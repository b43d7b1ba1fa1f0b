//! Structured logging initialization for the color service.
//!
//! Supports both human-friendly and machine-readable (JSON) output formats,
//! with TTY detection and verbosity control.

use std::io::{self, IsTerminal};
use tracing_subscriber::{
    EnvFilter,
    fmt::{self, format::FmtSpan},
    layer::SubscriberExt,
    util::SubscriberInitExt,
};

/// Default filter directive for the given verbosity.
///
/// `quiet` wins over `verbose`. Request traces from `tower_http` follow the
/// same level so `-v` shows one line per request.
pub fn default_directive(verbose: u8, quiet: bool) -> &'static str {
    if quiet {
        "colorsvc=error"
    } else {
        match verbose {
            0 => "colorsvc=info",
            1 => "colorsvc=debug,tower_http=debug",
            _ => "colorsvc=trace,tower_http=trace",
        }
    }
}

/// Initialize the tracing subscriber based on CLI flags and environment.
///
/// # Arguments
///
/// * `robot_mode` - If true, output structured JSON logs for machine consumption
/// * `verbose` - Verbosity level: 0 = info, 1 = debug, 2+ = trace
/// * `quiet` - If true, suppress non-essential output (only errors)
///
/// # Environment Variables
///
/// * `RUST_LOG` - Override default filter (e.g., "colorsvc=debug,tower_http=warn")
///
/// # Output Behavior
///
/// | Mode | TTY | Output |
/// |------|-----|--------|
/// | Robot | any | JSON lines to stderr |
/// | Human | yes | Pretty colored output to stderr |
/// | Human | no | Compact plain output to stderr |
pub fn init_logging(robot_mode: bool, verbose: u8, quiet: bool) {
    let filter = EnvFilter::try_from_default_env()
        .unwrap_or_else(|_| EnvFilter::new(default_directive(verbose, quiet)));

    if robot_mode {
        let fmt_layer = fmt::layer()
            .json()
            .with_target(true)
            .with_file(false)
            .with_line_number(false)
            .with_thread_ids(false)
            .with_span_events(FmtSpan::NONE)
            .with_writer(io::stderr);

        tracing_subscriber::registry()
            .with(filter)
            .with(fmt_layer)
            .init();
    } else if io::stderr().is_terminal() {
        let fmt_layer = fmt::layer()
            .with_target(false)
            .with_file(false)
            .with_line_number(false)
            .with_thread_ids(false)
            .with_span_events(FmtSpan::NONE)
            .with_writer(io::stderr);

        tracing_subscriber::registry()
            .with(filter)
            .with(fmt_layer)
            .init();
    } else {
        // Piped or redirected
        let fmt_layer = fmt::layer()
            .with_ansi(false)
            .with_target(false)
            .with_file(false)
            .with_line_number(false)
            .with_thread_ids(false)
            .with_span_events(FmtSpan::NONE)
            .compact()
            .with_writer(io::stderr);

        tracing_subscriber::registry()
            .with(filter)
            .with(fmt_layer)
            .init();
    }
}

....

• What the exercise asks: Find the word "self" in the entries and show each line where it is found.

• Output for this exercise:
use std::io::{self, IsTerminal};
    fmt::{self, format::FmtSpan},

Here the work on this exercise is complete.